**Work task:** The response must consist of all the records, retyped exactly.

::: Extracted data

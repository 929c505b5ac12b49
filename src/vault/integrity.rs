//! Integrity hashing of plaintext record metadata.
//!
//! The status and timestamp are stored in the clear so records can be
//! listed and filtered without decryption. The unkeyed hash catches
//! corruption of those fields. It does not stop a deliberate edit, since
//! anyone can recompute it; for encrypted records the same
//! [`metadata_binding`] string is also the AEAD associated data, so an
//! edited status fails authentication even with a recomputed hash.

use crate::record::DetectionStatus;
use serde::{Deserialize, Serialize};
use sha2::{Digest, Sha256};

/// Supported digest algorithms.
#[derive(Debug, Clone, Copy, Default, PartialEq, Eq, Serialize, Deserialize)]
#[serde(rename_all = "lowercase")]
pub enum HashAlgorithm {
    /// SHA-256, widely deployed, default.
    #[default]
    Sha256,
    /// BLAKE3, faster.
    Blake3,
}

/// The `id:timestamp_ms:STATUS` string covered by both the integrity hash
/// and the ciphertext authentication.
pub fn metadata_binding(id: &str, timestamp_ms: i64, status: DetectionStatus) -> String {
    format!("{id}:{timestamp_ms}:{status}")
}

/// Hex digest over `id:timestamp_ms:status`.
pub fn integrity_hash(
    algorithm: HashAlgorithm,
    id: &str,
    timestamp_ms: i64,
    status: DetectionStatus,
) -> String {
    let input = metadata_binding(id, timestamp_ms, status);
    match algorithm {
        HashAlgorithm::Sha256 => {
            let mut hasher = Sha256::new();
            hasher.update(input.as_bytes());
            hex::encode(hasher.finalize())
        }
        HashAlgorithm::Blake3 => {
            let mut hasher = blake3::Hasher::new();
            hasher.update(input.as_bytes());
            hasher.finalize().to_hex().to_string()
        }
    }
}

#[cfg(test)]
mod tests {
    use super::*;

    #[test]
    fn test_sha256_known_vector() {
        // sha256("abc:1:PENDING")
        let expected = {
            let mut h = Sha256::new();
            h.update(b"abc:1:PENDING");
            hex::encode(h.finalize())
        };
        assert_eq!(
            integrity_hash(HashAlgorithm::Sha256, "abc", 1, DetectionStatus::Pending),
            expected
        );
    }

    #[test]
    fn test_status_change_changes_hash() {
        for algorithm in [HashAlgorithm::Sha256, HashAlgorithm::Blake3] {
            let a = integrity_hash(algorithm, "r1", 1_700_000_000_000, DetectionStatus::Pending);
            let b = integrity_hash(algorithm, "r1", 1_700_000_000_000, DetectionStatus::Confirmed);
            assert_ne!(a, b);
            assert_eq!(a.len(), 64);
        }
    }

    #[test]
    fn test_algorithms_differ() {
        let sha = integrity_hash(HashAlgorithm::Sha256, "r", 5, DetectionStatus::Cleared);
        let b3 = integrity_hash(HashAlgorithm::Blake3, "r", 5, DetectionStatus::Cleared);
        assert_ne!(sha, b3);
    }
}
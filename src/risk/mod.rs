//! Deterministic risk scoring.
//!
//! Combines the physical inspection checklist with classified wireless
//! emitters, weighted by deployment environment, into a bounded score.
//! Scoring is a pure function of its inputs so any stored verdict can be
//! replayed during an audit.

mod engine;
mod weights;

pub use engine::{compute_risk, AnalysisResult, RiskEngine};
pub use weights::{ScoringWeights, WeightsError};
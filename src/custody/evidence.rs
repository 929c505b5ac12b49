//! Evidence completeness checks.

use super::error::ValidationError;
use crate::record::{DetectionRecord, DetectionStatus};
use crate::risk::ScoringWeights;

/// Checks that a record is well-formed evidence under the default
/// suspicion threshold.
///
/// Rejects records without an id or creation time, scores outside 0-100,
/// verdicts that disagree with their score, and suspicious verdicts that
/// carry no image.
pub fn validate_evidence(record: &DetectionRecord) -> Result<(), ValidationError> {
    validate_evidence_with_threshold(record, ScoringWeights::default().suspicion_threshold)
}

/// [`validate_evidence`] against the threshold the record was scored with.
pub fn validate_evidence_with_threshold(
    record: &DetectionRecord,
    threshold: u8,
) -> Result<(), ValidationError> {
    if record.id.trim().is_empty() {
        return Err(ValidationError::MissingId);
    }
    // An epoch timestamp is what a defaulted field deserializes to.
    if record.timestamp_ms() <= 0 {
        return Err(ValidationError::MissingTimestamp);
    }
    if record.analysis.risk_score > 100 {
        return Err(ValidationError::RiskScoreOutOfRange(record.analysis.risk_score));
    }
    // Suspicion is derived from the score; a record claiming otherwise
    // would dodge the image requirement.
    let risk_score = record.analysis.risk_score;
    if record.analysis.is_suspicious != (risk_score > threshold) {
        return Err(ValidationError::InconsistentVerdict {
            risk_score,
            is_suspicious: record.analysis.is_suspicious,
            threshold,
        });
    }
    if record.analysis.is_suspicious && !record.has_image() {
        return Err(ValidationError::MissingImageEvidence);
    }
    Ok(())
}

/// Boolean form of [`validate_evidence`].
pub fn is_valid_evidence(record: &DetectionRecord) -> bool {
    validate_evidence(record).is_ok()
}

/// Checks a record about to be stored for the first time.
pub(crate) fn validate_submission(
    record: &DetectionRecord,
    threshold: u8,
) -> Result<(), ValidationError> {
    validate_evidence_with_threshold(record, threshold)?;
    if record.status == DetectionStatus::Published {
        return Err(ValidationError::PublishedOnCreate);
    }
    Ok(())
}
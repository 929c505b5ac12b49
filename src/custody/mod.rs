//! Custody rules: what counts as evidence, how its status may change, and
//! what may leave the device.
//!
//! ```text
//! submit ──► validate_evidence ──► EvidenceVault::insert
//! update_status ──► (lock, read persisted) ──► validate_transition ──► write
//! export / sync ──► authorize_export ──► sanitize_for_disclosure
//! ```

mod authority;
mod disclosure;
mod error;
mod evidence;
mod sync;
mod transition;

pub use authority::CustodyAuthority;
pub use disclosure::{authorize_export, sanitize_for_disclosure, DisclosedRecord};
pub use error::{CustodyError, TransitionError, ValidationError};
pub use evidence::{is_valid_evidence, validate_evidence, validate_evidence_with_threshold};
pub use sync::{OutboxTransport, SyncError, SyncReport, SyncTransport};
pub use transition::{is_transition_allowed, validate_transition};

::::::

**Task response:**
repository 929c505b5ac12b49
filename src/vault/integrity.rs
//! Integrity hashing of plaintext record metadata.
//!
//! The status and timestamp are stored in the clear so records can be
//! listed and filtered without decryption. The unkeyed hash catches
//! corruption of those fields. It does not stop a deliberate edit, since
//! anyone can recompute it; for encrypted records the same
//! [`metadata_binding`] string is also the AEAD associated data, so an
//! edited status fails authentication even with a recomputed hash.

use crate::record::DetectionStatus;
use serde::{Deserialize, Serialize};
use sha2::{Digest, Sha256};

/// Supported digest algorithms.
#[derive(Debug, Clone, Copy, Default, PartialEq, Eq, Serialize, Deserialize)]
#[serde(rename_all = "lowercase")]
pub enum HashAlgorithm {
    /// SHA-256, widely deployed, default.
    #[default]
    Sha256,
    /// BLAKE3, faster.
    Blake3,
}

/// The `id:timestamp_ms:STATUS` string covered by both the integrity hash
/// and the ciphertext authentication.
pub fn metadata_binding(id: &str, timestamp_ms: i64, status: DetectionStatus) -> String {
    format!("{id}:{timestamp_ms}:{status}")
}

/// Hex digest over `id:timestamp_ms:status`.
pub fn integrity_hash(
    algorithm: HashAlgorithm,
    id: &str,
    timestamp_ms: i64,
    status: DetectionStatus,
) -> String {
    let input = metadata_binding(id, timestamp_ms, status);
    match algorithm {
        HashAlgorithm::Sha256 => {
            let mut hasher = Sha256::new();
            hasher.update(input.as_bytes());
            hex::encode(hasher.finalize())
        }
        HashAlgorithm::Blake3 => {
            let mut hasher = blake3::Hasher::new();
            hasher.update(input.as_bytes());
            hasher.finalize().to_hex().to_string()
        }
    }
}

#[cfg(test)]
mod tests {
    use super::*;

    #[test]
    fn test_sha256_known_vector() {
        // sha256("abc:1:PENDING")
        let expected = {
            let mut h = Sha256::new();
            h.update(b"abc:1:PENDING");
            hex::encode(h.finalize())
        };
        assert_eq!(
            integrity_hash(HashAlgorithm::Sha256, "abc", 1, DetectionStatus::Pending),
            expected
        );
    }

    #[test]
    fn test_status_change_changes_hash() {
        for algorithm in [HashAlgorithm::Sha256, HashAlgorithm::Blake3] {
            let a = integrity_hash(algorithm, "r1", 1_700_000_000_000, DetectionStatus::Pending);
            let b = integrity_hash(algorithm, "r1", 1_700_000_000_000, DetectionStatus::Confirmed);
            assert_ne!(a, b);
            assert_eq!(a.len(), 64);
        }
    }

    #[test]
    fn test_algorithms_differ() {
        let sha = integrity_hash(HashAlgorithm::Sha256, "r", 5, DetectionStatus::Cleared);
        let b3 = integrity_hash(HashAlgorithm::Blake3, "r", 5, DetectionStatus::Cleared);
        assert_ne!(sha, b3);
    }
}
filename src/risk/mod.rs
//! Deterministic risk scoring.
//!
//! Combines the physical inspection checklist with classified wireless
//! emitters, weighted by deployment environment, into a bounded score.
//! Scoring is a pure function of its inputs so any stored verdict can be
//! replayed during an audit.

mod engine;
mod weights;

pub use engine::{compute_risk, AnalysisResult, RiskEngine};
pub use weights::{ScoringWeights, WeightsError};
filename src/custody/evidence.rs
repository 929c505b5ac12b49
//! Evidence completeness checks.

use super::error::ValidationError;
use crate::record::{DetectionRecord, DetectionStatus};
use crate::risk::ScoringWeights;

/// Checks that a record is well-formed evidence under the default
/// suspicion threshold.
///
/// Rejects records without an id or creation time, scores outside 0-100,
/// verdicts that disagree with their score, and suspicious verdicts that
/// carry no image.
pub fn validate_evidence(record: &DetectionRecord) -> Result<(), ValidationError> {
    validate_evidence_with_threshold(record, ScoringWeights::default().suspicion_threshold)
}

/// [`validate_evidence`] against the threshold the record was scored with.
pub fn validate_evidence_with_threshold(
    record: &DetectionRecord,
    threshold: u8,
) -> Result<(), ValidationError> {
    if record.id.trim().is_empty() {
        return Err(ValidationError::MissingId);
    }
    // An epoch timestamp is what a defaulted field deserializes to.
    if record.timestamp_ms() <= 0 {
        return Err(ValidationError::MissingTimestamp);
    }
    if record.analysis.risk_score > 100 {
        return Err(ValidationError::RiskScoreOutOfRange(record.analysis.risk_score));
    }
    // Suspicion is derived from the score; a record claiming otherwise
    // would dodge the image requirement.
    let risk_score = record.analysis.risk_score;
    if record.analysis.is_suspicious != (risk_score > threshold) {
        return Err(ValidationError::InconsistentVerdict {
            risk_score,
            is_suspicious: record.analysis.is_suspicious,
            threshold,
        });
    }
    if record.analysis.is_suspicious && !record.has_image() {
        return Err(ValidationError::MissingImageEvidence);
    }
    Ok(())
}

/// Boolean form of [`validate_evidence`].
pub fn is_valid_evidence(record: &DetectionRecord) -> bool {
    validate_evidence(record).is_ok()
}

/// Checks a record about to be stored for the first time.
pub(crate) fn validate_submission(
    record: &DetectionRecord,
    threshold: u8,
) -> Result<(), ValidationError> {
    validate_evidence_with_threshold(record, threshold)?;
    if record.status == DetectionStatus::Published {
        return Err(ValidationError::PublishedOnCreate);
    }
    Ok(())
}
repository 929c505b5ac12b49
filename src/custody/mod.rs
//! Custody rules: what counts as evidence, how its status may change, and
//! what may leave the device.
//!
//! ```text
//! submit ──► validate_evidence ──► EvidenceVault::insert
//! update_status ──► (lock, read persisted) ──► validate_transition ──► write
//! export / sync ──► authorize_export ──► sanitize_for_disclosure
//! ```

mod authority;
mod disclosure;
mod error;
mod evidence;
mod sync;
mod transition;

pub use authority::CustodyAuthority;
pub use disclosure::{authorize_export, sanitize_for_disclosure, DisclosedRecord};
pub use error::{CustodyError, TransitionError, ValidationError};
pub use evidence::{is_valid_evidence, validate_evidence, validate_evidence_with_threshold};
pub use sync::{OutboxTransport, SyncError, SyncReport, SyncTransport};
pub use transition::{is_transition_allowed, validate_transition};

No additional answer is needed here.